→ TASK TO CARRY OUT:
Start with the first line of the data and end with the line that holds "pub fn supported_input_extensions()"; write out each one exactly.

Stored data entries
--*--

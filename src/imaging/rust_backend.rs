//! Pure Rust image processing backend.
//!
//! ## Crate mapping
//!
//! | Operation | Crate / function |
//! |---|---|
//! | Decode (JPEG, PNG, TIFF, WebP) | `image::load_from_memory` (pure Rust decoders) |
//! | Resize | `DynamicImage::resize_exact` with `Lanczos3` filter |
//! | Encode → JPEG | `image::codecs::jpeg::JpegEncoder` with explicit quality |
//!
//! JPEG has no alpha channel, so rasters are flattened to RGB before encoding.

use super::backend::{BackendError, Dimensions, ImageBackend};
use super::params::{Quality, ResizeParams};
use image::codecs::jpeg::JpegEncoder;
use image::imageops::FilterType;
use image::{DynamicImage, GenericImageView, ImageFormat};
use std::sync::LazyLock;

/// MIME type of every raster the backend encodes.
pub const OUTPUT_MIME: &str = "image/jpeg";

/// File extension matching [`OUTPUT_MIME`].
pub const OUTPUT_EXTENSION: &str = "jpg";

const PHOTO_CANDIDATES: &[(&str, ImageFormat)] = &[
    ("jpg", ImageFormat::Jpeg),
    ("jpeg", ImageFormat::Jpeg),
    ("png", ImageFormat::Png),
    ("tif", ImageFormat::Tiff),
    ("tiff", ImageFormat::Tiff),
    ("webp", ImageFormat::WebP),
];

static SUPPORTED_EXTENSIONS: LazyLock<Vec<&'static str>> = LazyLock::new(|| {
    PHOTO_CANDIDATES
        .iter()
        .filter(|(_, fmt)| fmt.reading_enabled())
        .map(|(ext, _)| *ext)
        .collect()
});

/// Returns the set of image file extensions that have working decoders compiled in.
pub fn supported_input_extensions() -> &'static [&'static str] {
    &SUPPORTED_EXTENSIONS
}

/// Backend using the `image` crate.
///
/// See the [module docs](self) for the crate-to-operation mapping.
pub struct RustBackend;

impl RustBackend {
    pub fn new() -> Self {
        Self
    }
}

impl Default for RustBackend {
    fn default() -> Self {
        Self::new()
    }
}

impl ImageBackend for RustBackend {
    type Raster = DynamicImage;

    fn decode(&self, bytes: &[u8]) -> Result<DynamicImage, BackendError> {
        image::load_from_memory(bytes).map_err(|e| BackendError::Decode(e.to_string()))
    }

    fn dimensions(&self, raster: &DynamicImage) -> Dimensions {
        let (width, height) = raster.dimensions();
        Dimensions { width, height }
    }

    fn resize(
        &self,
        raster: &DynamicImage,
        params: &ResizeParams,
    ) -> Result<DynamicImage, BackendError> {
        if params.width == 0 || params.height == 0 {
            return Err(BackendError::ProcessingFailed(format!(
                "Invalid resize target {}x{}",
                params.width, params.height
            )));
        }
        Ok(raster.resize_exact(params.width, params.height, FilterType::Lanczos3))
    }

    fn encode(&self, raster: &DynamicImage, quality: Quality) -> Result<Vec<u8>, BackendError> {
        let rgb = DynamicImage::ImageRgb8(raster.to_rgb8());
        let mut buf = Vec::new();
        let encoder = JpegEncoder::new_with_quality(&mut buf, quality.value() as u8);
        rgb.write_with_encoder(encoder)
            .map_err(|e| BackendError::Encode(e.to_string()))?;
        Ok(buf)
    }
}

--*--

→ SOLUTION TO THE PROBLEM:
filename src/imaging/rust_backend.rs
//! Pure Rust image processing backend.
//!
//! ## Crate mapping
//!
//! | Operation | Crate / function |
//! |---|---|
//! | Decode (JPEG, PNG, TIFF, WebP) | `image::load_from_memory` (pure Rust decoders) |
//! | Resize | `DynamicImage::resize_exact` with `Lanczos3` filter |
//! | Encode → JPEG | `image::codecs::jpeg::JpegEncoder` with explicit quality |
//!
//! JPEG has no alpha channel, so rasters are flattened to RGB before encoding.

use super::backend::{BackendError, Dimensions, ImageBackend};
use super::params::{Quality, ResizeParams};
use image::codecs::jpeg::JpegEncoder;
use image::imageops::FilterType;
use image::{DynamicImage, GenericImageView, ImageFormat};
use std::sync::LazyLock;

/// MIME type of every raster the backend encodes.
pub const OUTPUT_MIME: &str = "image/jpeg";

/// File extension matching [`OUTPUT_MIME`].
pub const OUTPUT_EXTENSION: &str = "jpg";

const PHOTO_CANDIDATES: &[(&str, ImageFormat)] = &[
    ("jpg", ImageFormat::Jpeg),
    ("jpeg", ImageFormat::Jpeg),
    ("png", ImageFormat::Png),
    ("tif", ImageFormat::Tiff),
    ("tiff", ImageFormat::Tiff),
    ("webp", ImageFormat::WebP),
];

static SUPPORTED_EXTENSIONS: LazyLock<Vec<&'static str>> = LazyLock::new(|| {
    PHOTO_CANDIDATES
        .iter()
        .filter(|(_, fmt)| fmt.reading_enabled())
        .map(|(ext, _)| *ext)
        .collect()
});

/// Returns the set of image file extensions that have working decoders compiled in.
pub fn supported_input_extensions() -> &'static [&'static str] {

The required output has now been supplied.